A technical note on content versus metadata

I'm a software developer by day (and sometimes by late, late night); my pundit career here is only a hobby. As such, I know a bit more about the inner workings of the internet than most, and in particular, I've written software applicable to both websites and email systems. I've now seen two particular things pop up about the NSA surveillance tool XKeystore that warrant further explanation for those who aren't familiar with how internet protocols work.
Fundamentally, internet protocols operate in layers. Each layer is designed to be read and processed by a different part of the network stack. Some of these layers deal with, for example, how to send and receive the electronic signals (we'll call it a packet) over the physical wire or wireless device between your computer and the rest of the internet. The next level up tells the device processing the packet where the packet came from and where the packet is going, and has a chunk of data that it carries with those addresses.

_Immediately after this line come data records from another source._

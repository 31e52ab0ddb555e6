// Licensed to the Apache Software Foundation (ASF) under one
// or more contributor license agreements.  See the NOTICE file
// distributed with this work for additional information
// regarding copyright ownership.  The ASF licenses this file
// to you under the Apache License, Version 2.0 (the
// "License"); you may not use this file except in compliance
// with the License.  You may obtain a copy of the License at
//
//   http://www.apache.org/licenses/LICENSE-2.0
//
// Unless required by applicable law or agreed to in writing,
// software distributed under the License is distributed on an
// "AS IS" BASIS, WITHOUT WARRANTIES OR CONDITIONS OF ANY
// KIND, either express or implied.  See the License for the
// specific language governing permissions and limitations
// under the License.

//! The HTTP face of the mirror: one axum application whose fallback
//! dispatcher feeds every request through the path classifier.

mod file_handler;
mod meta_handler;
pub mod router;

use std::sync::Arc;

use axum::body::Body;
use axum::extract::Request;
use axum::extract::State;
use axum::response::Response;
use http::header;
use http::HeaderMap;
use http::Method;
use http::StatusCode;
use http::Uri;

use self::file_handler::FileCoords;
use self::router::classify;
use self::router::RouteTarget;
use crate::cache::spawn_eviction_task;
use crate::cache::ChunkCache;
use crate::cache::MetaCache;
use crate::config::Config;
use crate::upstream::RawResponse;
use crate::upstream::UpstreamClient;
use crate::Error;
use crate::ErrorKind;
use crate::OfflineGuard;
use crate::PolicyEngine;
use crate::Result;

/// The long-lived services, constructed once at startup and injected into
/// every request handler.
pub struct Mirror {
    pub config: Config,
    pub chunk_cache: Arc<ChunkCache>,
    pub meta_cache: Arc<MetaCache>,
    pub upstream: Arc<UpstreamClient>,
    pub policy: PolicyEngine,
    pub offline: Arc<OfflineGuard>,
}

impl Mirror {
    /// Validate the config and build the service graph.
    pub fn new(config: Config) -> Result<Arc<Self>> {
        config.validate()?;

        let offline = Arc::new(OfflineGuard::new(config.offline));
        let policy = PolicyEngine::new(&config.proxy_rules, &config.cache_rules)?;
        let chunk_cache = Arc::new(ChunkCache::new(
            config.repos_path.clone(),
            config.tmp_path(),
            config.block_size,
        ));
        let meta_cache = Arc::new(MetaCache::new(
            config.api_path(),
            config.tmp_path(),
            offline.clone(),
        ));
        let upstream = Arc::new(UpstreamClient::new(&config, offline.clone())?);

        Ok(Arc::new(Mirror {
            config,
            chunk_cache,
            meta_cache,
            upstream,
            policy,
            offline,
        }))
    }

    /// The axum application.
    pub fn app(self: &Arc<Self>) -> axum::Router {
        axum::Router::new()
            .fallback(dispatch)
            .with_state(self.clone())
    }

    /// Start background maintenance. Currently: eviction, when a size limit
    /// is configured.
    pub fn spawn_background_tasks(self: &Arc<Self>) -> Vec<tokio::task::JoinHandle<()>> {
        let mut tasks = Vec::new();
        if let Some(limit) = self.config.cache_size_limit {
            tasks.push(spawn_eviction_task(
                self.chunk_cache.clone(),
                limit,
                self.config.eviction_policy,
            ));
        }
        tasks
    }
}

async fn dispatch(State(mirror): State<Arc<Mirror>>, req: Request) -> Response {
    let method = req.method().clone();
    let uri = req.uri().clone();
    let headers = req.headers().clone();

    match route(&mirror, &method, &uri, &headers).await {
        Ok(response) => {
            log::info!("{} {} -> {}", method, uri, response.status().as_u16());
            response
        }
        Err(err) => {
            let status = status_for(err.kind());
            if err.kind() == ErrorKind::Cancelled {
                log::debug!("{method} {uri} cancelled");
            } else if status.is_server_error() {
                log::warn!("{} {} -> {}: {}", method, uri, status.as_u16(), err);
            } else {
                log::info!("{} {} -> {}", method, uri, status.as_u16());
            }
            error_response(&err)
        }
    }
}

async fn route(
    mirror: &Arc<Mirror>,
    method: &Method,
    uri: &Uri,
    headers: &HeaderMap,
) -> Result<Response> {
    // Only GET and HEAD participate in mirroring; anything else goes
    // straight through.
    if method != Method::GET && method != Method::HEAD {
        return passthrough(mirror, method, uri, headers).await;
    }

    match classify(uri.path())? {
        RouteTarget::ApiInfo {
            repo_type,
            org,
            name,
            revision,
        } => {
            meta_handler::handle_api_info(
                mirror,
                method,
                headers,
                repo_type,
                &org,
                &name,
                revision.as_deref(),
            )
            .await
        }
        RouteTarget::TreeListing {
            repo_type,
            org,
            name,
            revision,
            path,
        } => {
            meta_handler::handle_tree(
                mirror, method, headers, repo_type, &org, &name, &revision, &path,
            )
            .await
        }
        RouteTarget::File {
            repo_type,
            org,
            name,
            revision,
            path,
            raw,
        } => {
            if raw {
                meta_handler::handle_raw(
                    mirror, method, headers, repo_type, &org, &name, &revision, &path,
                )
                .await
            } else {
                file_handler::handle(
                    mirror,
                    method,
                    headers,
                    FileCoords {
                        repo_type,
                        org,
                        name,
                        revision,
                        path,
                    },
                )
                .await
            }
        }
        // A CDN-style path carries no commit identity, so there is no
        // CacheKey for it; it streams through untouched.
        RouteTarget::Lfs { path } => {
            let url = mirror.upstream.lfs_url(&path);
            let raw = mirror
                .upstream
                .proxy_passthrough(method.clone(), &url, headers)
                .await?;
            Ok(raw_response(raw))
        }
        RouteTarget::Unknown => Err(Error::new(
            ErrorKind::NotFound,
            "unrecognized api path",
        )),
        RouteTarget::Passthrough => passthrough(mirror, method, uri, headers).await,
    }
}

async fn passthrough(
    mirror: &Arc<Mirror>,
    method: &Method,
    uri: &Uri,
    headers: &HeaderMap,
) -> Result<Response> {
    let path_and_query = uri
        .path_and_query()
        .map(|pq| pq.as_str())
        .unwrap_or_else(|| uri.path());
    let url = mirror.upstream.api_url(path_and_query);
    let raw = mirror
        .upstream
        .proxy_passthrough(method.clone(), &url, headers)
        .await?;
    Ok(raw_response(raw))
}

fn raw_response(raw: RawResponse) -> Response {
    let mut response = Response::builder().status(raw.status);
    if let Some(headers) = response.headers_mut() {
        headers.extend(raw.headers);
    }
    response
        .body(Body::from_stream(raw.body))
        .expect("proxied response must build")
}

/// HTTP status for each error kind, per the user-visible contract.
fn status_for(kind: ErrorKind) -> StatusCode {
    match kind {
        ErrorKind::BadRequest => StatusCode::BAD_REQUEST,
        ErrorKind::ProxyDenied => StatusCode::FORBIDDEN,
        ErrorKind::NotFound => StatusCode::NOT_FOUND,
        ErrorKind::RangeNotSatisfiable => StatusCode::RANGE_NOT_SATISFIABLE,
        ErrorKind::UpstreamHttp
        | ErrorKind::UpstreamNetwork
        | ErrorKind::SizeMismatch
        | ErrorKind::DigestMismatch
        | ErrorKind::BitmapCorrupt => StatusCode::BAD_GATEWAY,
        ErrorKind::UpstreamTimeout | ErrorKind::OfflineMiss => StatusCode::GATEWAY_TIMEOUT,
        _ => StatusCode::INTERNAL_SERVER_ERROR,
    }
}

/// Every non-2xx carries a short JSON body naming the error kind; context
/// and sources stay in the logs.
pub fn error_response(err: &Error) -> Response {
    let body = serde_json::json!({
        "error": err.kind().into_static(),
        "detail": err.message(),
    });

    Response::builder()
        .status(status_for(err.kind()))
        .header(header::CONTENT_TYPE, "application/json")
        .body(Body::from(body.to_string()))
        .expect("error response must build")
}

#[cfg(test)]
mod tests {
    use pretty_assertions::assert_eq;

    use super::*;

    #[test]
    fn test_status_mapping() {
        assert_eq!(status_for(ErrorKind::ProxyDenied), StatusCode::FORBIDDEN);
        assert_eq!(status_for(ErrorKind::OfflineMiss), StatusCode::GATEWAY_TIMEOUT);
        assert_eq!(status_for(ErrorKind::UpstreamHttp), StatusCode::BAD_GATEWAY);
        assert_eq!(status_for(ErrorKind::SizeMismatch), StatusCode::BAD_GATEWAY);
        assert_eq!(
            status_for(ErrorKind::RangeNotSatisfiable),
            StatusCode::RANGE_NOT_SATISFIABLE
        );
        assert_eq!(
            status_for(ErrorKind::Unexpected),
            StatusCode::INTERNAL_SERVER_ERROR
        );
    }

    #[tokio::test]
    async fn test_error_body_shape() {
        let err = Error::new(ErrorKind::ProxyDenied, "repository org/name is not proxied")
            .with_context("secret", "must not leak");
        let response = error_response(&err);
        assert_eq!(response.status(), StatusCode::FORBIDDEN);

        let body = axum::body::to_bytes(response.into_body(), usize::MAX)
            .await
            .unwrap();
        let json: serde_json::Value = serde_json::from_slice(&body).unwrap();
        assert_eq!(json["error"], "ProxyDenied");
        assert_eq!(json["detail"], "repository org/name is not proxied");
        // The context never reaches the body.
        assert!(!body.windows(13).any(|w| w == b"must not leak"));
    }
}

Those addresses are called IP (Internet Protocol) addresses. They are the first level of meaningful metadata for the NSA's purposes. If the NSA only collects metadata, they could be talking about IP addresses. A good analogy for an IP address is a telephone number -- it identifies a specific electronic device that can make calls (send packets) and receive calls (receive packets). An IP address usually doesn't change often, but does change sometimes; and it only identifies a device, not a specific person.

Traditionally law enforcement has found it easier to get judicial approval for a pen register (a device which records the calls to and from a particular phone number) than a wiretap (which records the voice content of phone calls). As such, when they approach internet surveillance requests, they like to draw analogies to a pen register and say that they want the "pen register" for the Internet activity of a specific person because that's easier to get than a full wiretap.

Following that analogy strictly, they would get a list of dates, times, and a to/from IP address pair. Lots of them -- millions, possibly billions. The IP address pair is a set of numbers, and about the only useful thing that can be determined from those numbers is what entity owns the IP address. Usually an ISP or business of some kind, which can then be asked via National Security Letter who actually uses that IP address.

At that point, the NSA knows who you are, or at least is close to finding out. They know which other machines on the internet you have been talking to, in a broad sense, but nothing about what either side was saying. It's the closest thing to a pen register for the internet you can think of. If you have been talking directly to computers owned by known terrorists, then they have probable cause to investigate further, and that's really all they need to know if they are only interested in investigating terrorists.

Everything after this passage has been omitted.